Your MIL has tried to do 2 nice things for you -- have a small dinner when you couldn't have your big wedding due to Covid & now she wants to take you on vacation. It's not solely about boundaries. It's about you learning to be more gracious when somebody does nice things for you. 

Yes it was sad that your people couldn't be there for your special day but your MIL & your husband's people are now your family too. You will get the big party eventually. 

If you don't want to go on the trip don't go but make sure your husband tells MIL that you two will not be attending. She's his mother. But think about it. If MIL has Parkinson's, there aren't too many trips she will be able to go on in the future. That day is much closer than you think. Do you really want your husband to resent you down the line for robbing him of what may be one of the last few opportunities to make memories with his mom ? She's sick woman who will grow more debilitated as time goes on. She deserves your empathy not your contempt.


----------



## Blondilocks (Jul 4, 2013)

Her husband is free to go on the trip. He has no right to demand that she also goes and drags two cats with her.


----------



## ccpowerslave (Nov 21, 2020)

D0nnivain said:


> She's sick woman who will grow more debilitated as time goes on. She deserves your empathy not your contempt.


Maybe, my MIL got a 6 months or less to live diagnosis in the ICU before we were married and then was in and out of the hospital and ICU for decades, plural decades. Many times they wanted to put her in hospice. Even when she was punching out I still didn’t believe it.

As an aside, don’t take cats on trips (unless you’re a breeder or something). You can hire someone to come in and feed, give water, and empty their litter. They’re fine by themselves even for long periods this way.


----------



## SpinyNorman (Jan 24, 2018)

D0nnivain said:


> Your MIL has tried to do 2 nice things for you -- have a small dinner when you couldn't have your big wedding due to Covid & now she wants to take you on vacation. It's not solely about boundaries. It's about you learning to be more gracious when somebody does nice things for you.


I am the one who decides when a nice thing has been done for me. 

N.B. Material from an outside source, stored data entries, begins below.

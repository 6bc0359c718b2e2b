//! Binary end-to-end tests.

use assert_cmd::Command;
use predicates::prelude::*;
use std::path::Path;

fn write_png(path: &Path, width: u32, height: u32) {
    let image = image::DynamicImage::ImageRgb8(image::RgbImage::from_fn(width, height, |x, y| {
        image::Rgb([x as u8, y as u8, 10])
    }));
    if let Some(parent) = path.parent() {
        std::fs::create_dir_all(parent).unwrap();
    }
    image.save(path).unwrap();
}

#[test]
fn compresses_a_tree_and_writes_the_report() {
    let dir = tempfile::tempdir().unwrap();
    write_png(&dir.path().join("photo.png"), 24, 24);
    write_png(&dir.path().join("deep/shot.png"), 16, 16);

    Command::cargo_bin("shrinkwrap")
        .unwrap()
        .arg(dir.path())
        .args(["--yes", "-t", "2"])
        .assert()
        .success()
        .stdout(predicate::str::contains("Total files to be compressed: 2"))
        .stdout(predicate::str::contains("Compression completed successfully"));

    let output_root = dir.path().join("compressed_files");
    assert!(output_root.join("photo.png").is_file());
    assert!(output_root.join("deep/shot.png").is_file());

    let report = std::fs::read_to_string(output_root.join("report.txt")).unwrap();
    assert!(report.contains("Total Files: 2"));
    assert!(report.contains("Failed Files Count: 0"));
}

#[test]
fn json_report_flag_writes_both_renderings() {
    let dir = tempfile::tempdir().unwrap();
    write_png(&dir.path().join("only.png"), 8, 8);

    Command::cargo_bin("shrinkwrap")
        .unwrap()
        .arg(dir.path())
        .args(["--yes", "--json-report"])
        .assert()
        .success();

    let output_root = dir.path().join("compressed_files");
    assert!(output_root.join("report.txt").is_file());

    let json: serde_json::Value = serde_json::from_str(
        &std::fs::read_to_string(output_root.join("report.json")).unwrap(),
    )
    .unwrap();
    assert_eq!(json["total_files"], 1);
}

#[test]
fn missing_input_path_fails() {
    Command::cargo_bin("shrinkwrap")
        .unwrap()
        .arg("/no/such/path")
        .arg("--yes")
        .assert()
        .failure()
        .stderr(predicate::str::contains("error:"));
}

#[test]
fn invalid_worker_count_fails_before_any_work() {
    let dir = tempfile::tempdir().unwrap();
    write_png(&dir.path().join("a.png"), 8, 8);

    Command::cargo_bin("shrinkwrap")
        .unwrap()
        .arg(dir.path())
        .args(["--yes", "-t", "0"])
        .assert()
        .failure()
        .stderr(predicate::str::contains("worker count"));

    assert!(!dir.path().join("compressed_files").exists());
}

I appreciate there are such things as good intentions, but if someone ignores my stated wishes, those are not good intentions.


----------



## CountryMike (Jun 1, 2021)

D0nnivain said:


> Your MIL has tried to do 2 nice things for you -- have a small dinner when you couldn't have your big wedding due to Covid & now she wants to take you on vacation. It's not solely about boundaries. It's about you learning to be more gracious when somebody does nice things for you.
> 
> Yes it was sad that your people couldn't be there for your special day but your MIL & your husband's people are now your family too. You will get the big party eventually.
> 
> If you don't want to go on the trip don't go but make sure your husband tells MIL that you two will not be attending. She's his mother. But think about it. If MIL has Parkinson's, there aren't too many trips she will be able to go on in the future. That day is much closer than you think. Do you really want your husband to resent you down the line for robbing him of what may be one of the last few opportunities to make memories with his mom ? She's sick woman who will grow more debilitated as time goes on. She deserves your empathy not your contempt.


If all these are hard facts, and his mother's health is truly imminently failing it would be a positive gracious act to share some time with him/her. No durn cats though, but that's my view only. For those who are for cats, ymmv.


----------



## CountryMike (Jun 1, 2021)

SpinyNorman said:


> I am the one who decides when a nice thing has been done for me.
> 
> I appreciate there are such things as good intentions, but if someone ignores my stated wishes, those are not good intentions.


In this particular circumstance that isn't totally uncommon (except for the cats), again if truly mil health is crashing, poss a last opportunity etc, then find a way to support SO in spending time with his mother. That would be the adult thing to do.

If this is just another mil ploy, that's different.


----------



## Blondilocks (Jul 4, 2013)

I think I can safely guarantee that MIL would appreciate DIL staying home so MIL could have junior all to herself. 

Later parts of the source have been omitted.